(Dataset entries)
★ ★ ★ ★ ★
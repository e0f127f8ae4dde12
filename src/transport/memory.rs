//! # In-process transport.
//!
//! [`MemoryConnector`] stands in for a WebSocket server: every accepted
//! connection hands a [`MemoryPeer`] to the test (or embedding code), which
//! can push frames to the store and read what the store sends.
//!
//! Connect outcomes are scripted with [`Plan`]s; once the script runs out the
//! fallback plan applies to every further attempt.
//!
//! ## Example
//! ```rust
//! use wirestate::transport::memory::{MemoryConnector, Plan};
//!
//! let connector = MemoryConnector::new();
//! connector.script([Plan::Refuse, Plan::Accept]);
//! assert_eq!(connector.attempts(), 0);
//! ```

use std::collections::VecDeque;
use std::sync::{Mutex, PoisonError};

use async_trait::async_trait;
use tokio::sync::{Mutex as AsyncMutex, mpsc};
use tokio::time::Instant;

use super::{Connector, Frame, Transport};
use crate::error::TransportError;

/// Outcome of one connect attempt.
#[derive(Debug, Clone, Copy, PartialEq, Eq)]
pub enum Plan {
    /// Open a connection and hand the peer side to [`MemoryConnector::accept`].
    Accept,
    /// Fail the attempt with [`TransportError::Connect`].
    Refuse,
}

struct Script {
    queued: VecDeque<Plan>,
    fallback: Plan,
    attempts: Vec<(String, Instant)>,
}

/// Scripted in-process connector.
pub struct MemoryConnector {
    script: Mutex<Script>,
    accepted_tx: mpsc::UnboundedSender<MemoryPeer>,
    accepted_rx: AsyncMutex<mpsc::UnboundedReceiver<MemoryPeer>>,
}

impl MemoryConnector {
    /// Connector that accepts every attempt.
    #[must_use]
    pub fn new() -> Self {
        Self::with_fallback(Plan::Accept)
    }

    /// Connector that refuses every attempt (an unreachable endpoint).
    #[must_use]
    pub fn refusing() -> Self {
        Self::with_fallback(Plan::Refuse)
    }

    fn with_fallback(fallback: Plan) -> Self {
        let (accepted_tx, accepted_rx) = mpsc::unbounded_channel();
        Self {
            script: Mutex::new(Script {
                queued: VecDeque::new(),
                fallback,
                attempts: Vec::new(),
            }),
            accepted_tx,
            accepted_rx: AsyncMutex::new(accepted_rx),
        }
    }

    /// Queues outcomes for the next attempts, in order.
    pub fn script(&self, plans: impl IntoIterator<Item = Plan>) {
        self.lock().queued.extend(plans);
    }

    /// Replaces the outcome used once the script is exhausted.
    pub fn set_fallback(&self, plan: Plan) {
        self.lock().fallback = plan;
    }

    /// Number of connect attempts so far.
    pub fn attempts(&self) -> usize {
        self.lock().attempts.len()
    }

    /// Instants of every connect attempt (tokio clock, so paused time applies).
    pub fn attempt_times(&self) -> Vec<Instant> {
        self.lock().attempts.iter().map(|(_, at)| *at).collect()
    }

    /// Endpoints that were dialed, in order.
    pub fn endpoints(&self) -> Vec<String> {
        self.lock().attempts.iter().map(|(e, _)| e.clone()).collect()
    }

    /// Waits for the next accepted connection.
    pub async fn accept(&self) -> Option<MemoryPeer> {
        self.accepted_rx.lock().await.recv().await
    }

    fn lock(&self) -> std::sync::MutexGuard<'_, Script> {
        self.script.lock().unwrap_or_else(PoisonError::into_inner)
    }
}

impl Default for MemoryConnector {
    fn default() -> Self {
        Self::new()
    }
}

#[async_trait]
impl Connector for MemoryConnector {
    async fn connect(&self, endpoint: &str) -> Result<Box<dyn Transport>, TransportError> {
        let plan = {
            let mut script = self.lock();
            script.attempts.push((endpoint.to_owned(), Instant::now()));
            let fallback = script.fallback;
            script.queued.pop_front().unwrap_or(fallback)
        };

        match plan {
            Plan::Refuse => Err(TransportError::Connect(format!("{endpoint}: refused"))),
            Plan::Accept => {
                let (to_store, from_peer) = mpsc::unbounded_channel();
                let (to_peer, from_store) = mpsc::unbounded_channel();
                let peer = MemoryPeer {
                    tx: Some(to_store),
                    rx: from_store,
                };
                self.accepted_tx
                    .send(peer)
                    .map_err(|_| TransportError::Connect("connector dropped".into()))?;
                Ok(Box::new(MemoryTransport {
                    tx: Some(to_peer),
                    rx: from_peer,
                }))
            }
        }
    }
}

/// Store side of an in-process connection.
struct MemoryTransport {
    tx: Option<mpsc::UnboundedSender<String>>,
    rx: mpsc::UnboundedReceiver<Frame>,
}

#[async_trait]
impl Transport for MemoryTransport {
    async fn send_text(&mut self, text: String) -> Result<(), TransportError> {
        match &self.tx {
            Some(tx) => tx.send(text).map_err(|_| TransportError::Closed),
            None => Err(TransportError::Closed),
        }
    }

    async fn recv(&mut self) -> Option<Result<Frame, TransportError>> {
        self.rx.recv().await.map(Ok)
    }

    async fn close(&mut self) -> Result<(), TransportError> {
        self.tx = None;
        self.rx.close();
        Ok(())
    }
}

/// Server side of an in-process connection.
pub struct MemoryPeer {
    tx: Option<mpsc::UnboundedSender<Frame>>,
    rx: mpsc::UnboundedReceiver<String>,
}

impl MemoryPeer {
    /// Pushes a text frame to the store. Returns `false` once the store side is gone.
    pub fn send_text(&self, text: impl Into<String>) -> bool {
        self.send(Frame::Text(text.into()))
    }

    /// Pushes a binary frame to the store.
    pub fn send_binary(&self, data: impl Into<Vec<u8>>) -> bool {
        self.send(Frame::Binary(data.into()))
    }

    fn send(&self, frame: Frame) -> bool {
        self.tx.as_ref().is_some_and(|tx| tx.send(frame).is_ok())
    }

    /// Next frame the store sent; `None` after the store closed the connection.
    pub async fn recv(&mut self) -> Option<String> {
        self.rx.recv().await
    }

    /// Frames already sent by the store, without waiting.
    pub fn drain(&mut self) -> Vec<String> {
        let mut out = Vec::new();
        while let Ok(text) = self.rx.try_recv() {
            out.push(text);
        }
        out
    }

    /// Remote close: sends a close frame and hangs up.
    pub fn close(&mut self) {
        self.send(Frame::Close);
        self.tx = None;
    }
}

#[cfg(test)]
mod tests {
    use super::*;

    #[tokio::test]
    async fn script_then_fallback() {
        let connector = MemoryConnector::refusing();
        connector.script([Plan::Accept]);

        let mut first = connector.connect("ws://a").await.unwrap();
        assert!(connector.connect("ws://a").await.is_err());
        assert!(connector.connect("ws://a").await.is_err());
        assert_eq!(connector.attempts(), 3);

        let mut peer = connector.accept().await.unwrap();
        first.send_text("hello".into()).await.unwrap();
        assert_eq!(peer.recv().await.as_deref(), Some("hello"));

        assert!(peer.send_text("42"));
        assert_eq!(
            first.recv().await.unwrap().unwrap(),
            Frame::Text("42".into())
        );
    }

    #[tokio::test]
    async fn peer_sees_store_hangup() {
        let connector = MemoryConnector::new();
        let mut transport = connector.connect("ws://a").await.unwrap();
        let mut peer = connector.accept().await.unwrap();

        transport.close().await.unwrap();
        assert_eq!(peer.recv().await, None);
        assert!(transport.send_text("late".into()).await.is_err());
    }

    #[tokio::test]
    async fn store_sees_remote_close() {
        let connector = MemoryConnector::new();
        let mut transport = connector.connect("ws://a").await.unwrap();
        let mut peer = connector.accept().await.unwrap();

        peer.close();
        assert_eq!(transport.recv().await.unwrap().unwrap(), Frame::Close);
        assert!(transport.recv().await.is_none());
        assert!(!peer.send_text("gone"));
    }
}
★ ★ ★ ★ ★
§ What is being asked: Starting at the line above that contains "let fallback = script.fallback;", write out each line exactly until the line that contains "self.accepted_tx" has been written, and stop there.

§ Finished task:
            let fallback = script.fallback;
            script.queued.pop_front().unwrap_or(fallback)
        };

        match plan {
            Plan::Refuse => Err(TransportError::Connect(format!("{endpoint}: refused"))),
            Plan::Accept => {
                let (to_store, from_peer) = mpsc::unbounded_channel();
                let (to_peer, from_store) = mpsc::unbounded_channel();
                let peer = MemoryPeer {
                    tx: Some(to_store),
                    rx: from_store,
                };
                self.accepted_tx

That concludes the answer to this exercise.